== Provided material ==

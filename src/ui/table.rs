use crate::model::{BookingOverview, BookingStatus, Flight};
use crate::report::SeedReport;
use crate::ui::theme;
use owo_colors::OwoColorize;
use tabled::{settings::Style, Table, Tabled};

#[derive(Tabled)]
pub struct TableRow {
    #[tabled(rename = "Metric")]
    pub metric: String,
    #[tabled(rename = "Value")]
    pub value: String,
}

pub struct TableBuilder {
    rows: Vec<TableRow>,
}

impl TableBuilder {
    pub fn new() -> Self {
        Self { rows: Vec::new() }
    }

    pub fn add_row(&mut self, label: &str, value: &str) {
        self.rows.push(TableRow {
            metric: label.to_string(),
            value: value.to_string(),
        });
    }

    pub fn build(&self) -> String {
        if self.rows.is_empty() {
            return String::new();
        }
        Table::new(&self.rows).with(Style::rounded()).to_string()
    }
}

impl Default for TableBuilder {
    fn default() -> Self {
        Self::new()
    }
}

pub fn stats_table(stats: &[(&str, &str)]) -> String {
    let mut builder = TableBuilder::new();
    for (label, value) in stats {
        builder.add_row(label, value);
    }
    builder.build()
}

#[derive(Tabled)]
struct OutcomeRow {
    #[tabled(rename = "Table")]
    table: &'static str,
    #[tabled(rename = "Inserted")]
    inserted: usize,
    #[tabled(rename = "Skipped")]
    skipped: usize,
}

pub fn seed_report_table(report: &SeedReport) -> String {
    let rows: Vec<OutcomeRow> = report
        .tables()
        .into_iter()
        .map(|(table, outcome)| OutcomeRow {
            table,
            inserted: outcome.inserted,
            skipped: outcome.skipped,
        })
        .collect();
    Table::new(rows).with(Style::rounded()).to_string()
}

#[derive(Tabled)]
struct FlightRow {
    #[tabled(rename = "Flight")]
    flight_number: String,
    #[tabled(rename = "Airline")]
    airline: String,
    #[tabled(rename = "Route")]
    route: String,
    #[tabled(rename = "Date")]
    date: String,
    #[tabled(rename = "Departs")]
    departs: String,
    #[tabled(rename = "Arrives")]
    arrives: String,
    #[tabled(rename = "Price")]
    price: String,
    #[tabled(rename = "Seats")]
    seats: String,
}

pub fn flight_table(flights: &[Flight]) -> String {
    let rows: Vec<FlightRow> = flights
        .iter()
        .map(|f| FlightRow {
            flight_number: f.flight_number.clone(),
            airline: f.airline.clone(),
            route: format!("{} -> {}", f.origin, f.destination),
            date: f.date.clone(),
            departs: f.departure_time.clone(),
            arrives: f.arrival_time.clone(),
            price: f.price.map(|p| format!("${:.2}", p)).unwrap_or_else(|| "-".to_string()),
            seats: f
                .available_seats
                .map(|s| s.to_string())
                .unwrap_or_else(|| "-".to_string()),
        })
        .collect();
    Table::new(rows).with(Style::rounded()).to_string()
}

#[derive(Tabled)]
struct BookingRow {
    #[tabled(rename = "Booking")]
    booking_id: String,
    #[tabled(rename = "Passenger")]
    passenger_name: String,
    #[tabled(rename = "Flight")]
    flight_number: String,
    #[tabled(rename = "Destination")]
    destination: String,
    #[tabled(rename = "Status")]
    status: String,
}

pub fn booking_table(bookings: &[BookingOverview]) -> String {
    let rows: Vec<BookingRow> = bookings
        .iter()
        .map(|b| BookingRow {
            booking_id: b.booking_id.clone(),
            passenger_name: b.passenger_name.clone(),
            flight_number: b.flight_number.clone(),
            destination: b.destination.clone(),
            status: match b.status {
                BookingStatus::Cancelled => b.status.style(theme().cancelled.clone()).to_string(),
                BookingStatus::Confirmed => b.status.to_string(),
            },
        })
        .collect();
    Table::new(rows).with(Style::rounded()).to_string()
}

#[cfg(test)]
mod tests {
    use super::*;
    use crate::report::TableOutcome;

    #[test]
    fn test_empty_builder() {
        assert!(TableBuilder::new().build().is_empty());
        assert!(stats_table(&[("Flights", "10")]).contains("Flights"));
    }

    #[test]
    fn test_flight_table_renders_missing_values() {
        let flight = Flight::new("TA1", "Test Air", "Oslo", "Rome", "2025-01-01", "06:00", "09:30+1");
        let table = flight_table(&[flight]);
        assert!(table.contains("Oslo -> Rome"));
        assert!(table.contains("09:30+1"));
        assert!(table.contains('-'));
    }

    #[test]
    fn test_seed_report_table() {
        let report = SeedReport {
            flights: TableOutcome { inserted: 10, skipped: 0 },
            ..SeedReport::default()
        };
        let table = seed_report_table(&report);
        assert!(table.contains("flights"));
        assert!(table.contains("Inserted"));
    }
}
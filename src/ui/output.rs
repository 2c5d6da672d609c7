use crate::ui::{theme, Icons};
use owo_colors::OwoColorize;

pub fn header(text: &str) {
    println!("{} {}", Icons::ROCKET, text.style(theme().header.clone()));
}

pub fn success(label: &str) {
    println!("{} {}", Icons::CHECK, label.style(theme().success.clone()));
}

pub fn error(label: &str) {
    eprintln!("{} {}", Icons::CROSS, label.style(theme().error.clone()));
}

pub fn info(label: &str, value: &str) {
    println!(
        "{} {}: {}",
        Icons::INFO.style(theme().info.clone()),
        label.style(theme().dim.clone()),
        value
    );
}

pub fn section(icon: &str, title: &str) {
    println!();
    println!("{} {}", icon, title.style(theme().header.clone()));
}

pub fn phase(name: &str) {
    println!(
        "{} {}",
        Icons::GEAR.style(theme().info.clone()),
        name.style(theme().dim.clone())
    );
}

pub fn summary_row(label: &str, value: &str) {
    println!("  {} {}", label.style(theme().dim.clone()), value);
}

== Aim of the task ==
Nothing in the data may be left out; copy every line exactly.

== Response ==
filename src/ui/table.rs
use crate::model::{BookingOverview, BookingStatus, Flight};
use crate::report::SeedReport;
use crate::ui::theme;
use owo_colors::OwoColorize;
use tabled::{settings::Style, Table, Tabled};

#[derive(Tabled)]
pub struct TableRow {
    #[tabled(rename = "Metric")]
    pub metric: String,
    #[tabled(rename = "Value")]
    pub value: String,
}

pub struct TableBuilder {
    rows: Vec<TableRow>,
}

impl TableBuilder {
    pub fn new() -> Self {
        Self { rows: Vec::new() }
    }

    pub fn add_row(&mut self, label: &str, value: &str) {
        self.rows.push(TableRow {
            metric: label.to_string(),
            value: value.to_string(),
        });
    }

    pub fn build(&self) -> String {
        if self.rows.is_empty() {
            return String::new();
        }
        Table::new(&self.rows).with(Style::rounded()).to_string()
    }
}

impl Default for TableBuilder {
    fn default() -> Self {
        Self::new()
    }
}

pub fn stats_table(stats: &[(&str, &str)]) -> String {
    let mut builder = TableBuilder::new();
    for (label, value) in stats {
        builder.add_row(label, value);
    }
    builder.build()
}

#[derive(Tabled)]
struct OutcomeRow {
    #[tabled(rename = "Table")]
    table: &'static str,
    #[tabled(rename = "Inserted")]
    inserted: usize,
    #[tabled(rename = "Skipped")]
    skipped: usize,
}

pub fn seed_report_table(report: &SeedReport) -> String {
    let rows: Vec<OutcomeRow> = report
        .tables()
        .into_iter()
        .map(|(table, outcome)| OutcomeRow {
            table,
            inserted: outcome.inserted,
            skipped: outcome.skipped,
        })
        .collect();
    Table::new(rows).with(Style::rounded()).to_string()
}

#[derive(Tabled)]
struct FlightRow {
    #[tabled(rename = "Flight")]
    flight_number: String,
    #[tabled(rename = "Airline")]
    airline: String,
    #[tabled(rename = "Route")]
    route: String,
    #[tabled(rename = "Date")]
    date: String,
    #[tabled(rename = "Departs")]
    departs: String,
    #[tabled(rename = "Arrives")]
    arrives: String,
    #[tabled(rename = "Price")]
    price: String,
    #[tabled(rename = "Seats")]
    seats: String,
}

pub fn flight_table(flights: &[Flight]) -> String {
    let rows: Vec<FlightRow> = flights
        .iter()
        .map(|f| FlightRow {
            flight_number: f.flight_number.clone(),
            airline: f.airline.clone(),
            route: format!("{} -> {}", f.origin, f.destination),
            date: f.date.clone(),
            departs: f.departure_time.clone(),
            arrives: f.arrival_time.clone(),
            price: f.price.map(|p| format!("${:.2}", p)).unwrap_or_else(|| "-".to_string()),
            seats: f
                .available_seats
                .map(|s| s.to_string())
                .unwrap_or_else(|| "-".to_string()),
        })
        .collect();
    Table::new(rows).with(Style::rounded()).to_string()
}

#[derive(Tabled)]
struct BookingRow {
    #[tabled(rename = "Booking")]
    booking_id: String,
    #[tabled(rename = "Passenger")]
    passenger_name: String,
    #[tabled(rename = "Flight")]
    flight_number: String,
    #[tabled(rename = "Destination")]
    destination: String,
    #[tabled(rename = "Status")]
    status: String,
}

pub fn booking_table(bookings: &[BookingOverview]) -> String {
    let rows: Vec<BookingRow> = bookings
        .iter()
        .map(|b| BookingRow {
            booking_id: b.booking_id.clone(),
            passenger_name: b.passenger_name.clone(),
            flight_number: b.flight_number.clone(),
            destination: b.destination.clone(),
            status: match b.status {
                BookingStatus::Cancelled => b.status.style(theme().cancelled.clone()).to_string(),
                BookingStatus::Confirmed => b.status.to_string(),
            },
        })
        .collect();
    Table::new(rows).with(Style::rounded()).to_string()
}

#[cfg(test)]
mod tests {
    use super::*;
    use crate::report::TableOutcome;

    #[test]
    fn test_empty_builder() {
        assert!(TableBuilder::new().build().is_empty());
        assert!(stats_table(&[("Flights", "10")]).contains("Flights"));
    }

    #[test]
    fn test_flight_table_renders_missing_values() {
        let flight = Flight::new("TA1", "Test Air", "Oslo", "Rome", "2025-01-01", "06:00", "09:30+1");
        let table = flight_table(&[flight]);
        assert!(table.contains("Oslo -> Rome"));
        assert!(table.contains("09:30+1"));
        assert!(table.contains('-'));
    }

    #[test]
    fn test_seed_report_table() {
        let report = SeedReport {
            flights: TableOutcome { inserted: 10, skipped: 0 },
            ..SeedReport::default()
        };
        let table = seed_report_table(&report);
        assert!(table.contains("flights"));
        assert!(table.contains("Inserted"));
    }
}
filename src/ui/output.rs
repository 2c5d6da672d609c7
use crate::ui::{theme, Icons};
use owo_colors::OwoColorize;

pub fn header(text: &str) {
    println!("{} {}", Icons::ROCKET, text.style(theme().header.clone()));
}

pub fn success(label: &str) {
    println!("{} {}", Icons::CHECK, label.style(theme().success.clone()));
}

pub fn error(label: &str) {
    eprintln!("{} {}", Icons::CROSS, label.style(theme().error.clone()));
}

pub fn info(label: &str, value: &str) {
    println!(
        "{} {}: {}",
        Icons::INFO.style(theme().info.clone()),
        label.style(theme().dim.clone()),
        value
    );
}

pub fn section(icon: &str, title: &str) {
    println!();
    println!("{} {}", icon, title.style(theme().header.clone()));
}

pub fn phase(name: &str) {
    println!(
        "{} {}",
        Icons::GEAR.style(theme().info.clone()),
        name.style(theme().dim.clone())
    );
}

pub fn summary_row(label: &str, value: &str) {
    println!("  {} {}", label.style(theme().dim.clone()), value);
}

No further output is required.